Assigned task: Return, from the listing below, each line where the word "info" appears.

Listed records:
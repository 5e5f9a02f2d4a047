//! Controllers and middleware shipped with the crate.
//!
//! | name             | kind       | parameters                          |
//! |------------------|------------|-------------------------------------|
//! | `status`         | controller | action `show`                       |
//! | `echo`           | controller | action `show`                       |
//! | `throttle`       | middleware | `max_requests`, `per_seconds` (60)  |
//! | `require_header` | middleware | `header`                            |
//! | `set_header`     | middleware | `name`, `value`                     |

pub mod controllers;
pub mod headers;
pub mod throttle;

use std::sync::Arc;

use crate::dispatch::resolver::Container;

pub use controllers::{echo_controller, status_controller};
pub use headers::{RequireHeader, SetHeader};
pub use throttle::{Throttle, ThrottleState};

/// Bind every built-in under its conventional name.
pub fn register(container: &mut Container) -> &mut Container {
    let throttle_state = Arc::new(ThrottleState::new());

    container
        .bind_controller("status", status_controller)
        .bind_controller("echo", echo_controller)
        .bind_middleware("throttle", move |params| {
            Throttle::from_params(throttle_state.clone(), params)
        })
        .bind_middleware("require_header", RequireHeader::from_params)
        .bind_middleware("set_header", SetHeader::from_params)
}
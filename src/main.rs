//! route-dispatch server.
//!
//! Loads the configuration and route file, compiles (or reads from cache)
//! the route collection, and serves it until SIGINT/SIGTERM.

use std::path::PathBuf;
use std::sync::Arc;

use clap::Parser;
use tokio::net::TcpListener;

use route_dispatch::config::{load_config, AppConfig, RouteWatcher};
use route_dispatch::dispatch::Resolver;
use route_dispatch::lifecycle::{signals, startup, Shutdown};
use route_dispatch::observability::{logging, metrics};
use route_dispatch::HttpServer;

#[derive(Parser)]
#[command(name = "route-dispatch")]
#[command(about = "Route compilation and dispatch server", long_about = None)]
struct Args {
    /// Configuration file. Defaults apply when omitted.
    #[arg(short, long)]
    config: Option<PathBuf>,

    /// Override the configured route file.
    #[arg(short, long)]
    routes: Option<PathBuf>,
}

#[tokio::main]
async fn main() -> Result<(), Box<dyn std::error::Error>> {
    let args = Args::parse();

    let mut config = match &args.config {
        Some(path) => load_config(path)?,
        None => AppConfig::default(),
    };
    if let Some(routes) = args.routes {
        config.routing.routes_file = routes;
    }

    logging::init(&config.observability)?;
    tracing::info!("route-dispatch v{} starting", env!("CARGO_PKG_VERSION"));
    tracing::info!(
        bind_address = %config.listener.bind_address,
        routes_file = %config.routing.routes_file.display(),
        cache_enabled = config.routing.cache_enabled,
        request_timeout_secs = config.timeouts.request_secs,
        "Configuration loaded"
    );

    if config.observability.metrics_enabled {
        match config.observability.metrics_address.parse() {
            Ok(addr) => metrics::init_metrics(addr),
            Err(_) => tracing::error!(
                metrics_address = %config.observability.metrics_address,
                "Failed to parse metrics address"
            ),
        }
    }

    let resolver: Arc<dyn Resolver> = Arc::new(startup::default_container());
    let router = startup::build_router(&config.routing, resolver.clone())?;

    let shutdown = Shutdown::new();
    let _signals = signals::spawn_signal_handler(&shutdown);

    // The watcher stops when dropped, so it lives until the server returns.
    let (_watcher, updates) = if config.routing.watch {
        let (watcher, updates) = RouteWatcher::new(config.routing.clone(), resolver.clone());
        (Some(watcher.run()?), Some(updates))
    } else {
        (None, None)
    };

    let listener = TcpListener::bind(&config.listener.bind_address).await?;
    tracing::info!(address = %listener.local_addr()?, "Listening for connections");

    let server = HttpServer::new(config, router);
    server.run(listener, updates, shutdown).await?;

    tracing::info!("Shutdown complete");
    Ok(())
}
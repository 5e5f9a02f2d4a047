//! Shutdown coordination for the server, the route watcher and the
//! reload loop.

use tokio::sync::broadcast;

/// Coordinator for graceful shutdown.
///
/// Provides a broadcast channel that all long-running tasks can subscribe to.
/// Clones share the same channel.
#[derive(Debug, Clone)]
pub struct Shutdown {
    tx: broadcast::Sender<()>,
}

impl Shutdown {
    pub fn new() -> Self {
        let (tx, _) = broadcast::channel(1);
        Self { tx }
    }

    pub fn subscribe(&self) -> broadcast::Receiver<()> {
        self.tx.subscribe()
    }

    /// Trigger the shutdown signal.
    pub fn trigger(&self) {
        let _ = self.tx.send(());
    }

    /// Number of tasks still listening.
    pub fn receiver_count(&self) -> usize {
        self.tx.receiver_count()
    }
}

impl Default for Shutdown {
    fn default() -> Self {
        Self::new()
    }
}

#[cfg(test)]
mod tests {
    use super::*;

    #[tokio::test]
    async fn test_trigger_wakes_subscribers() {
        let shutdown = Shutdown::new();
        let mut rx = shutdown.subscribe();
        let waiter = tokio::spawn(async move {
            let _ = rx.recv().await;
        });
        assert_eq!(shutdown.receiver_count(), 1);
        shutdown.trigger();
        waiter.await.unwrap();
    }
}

Solution to the exercise:
    tracing::info!("route-dispatch v{} starting", env!("CARGO_PKG_VERSION"));
    tracing::info!(
    tracing::info!(address = %listener.local_addr()?, "Listening for connections");
    tracing::info!("Shutdown complete");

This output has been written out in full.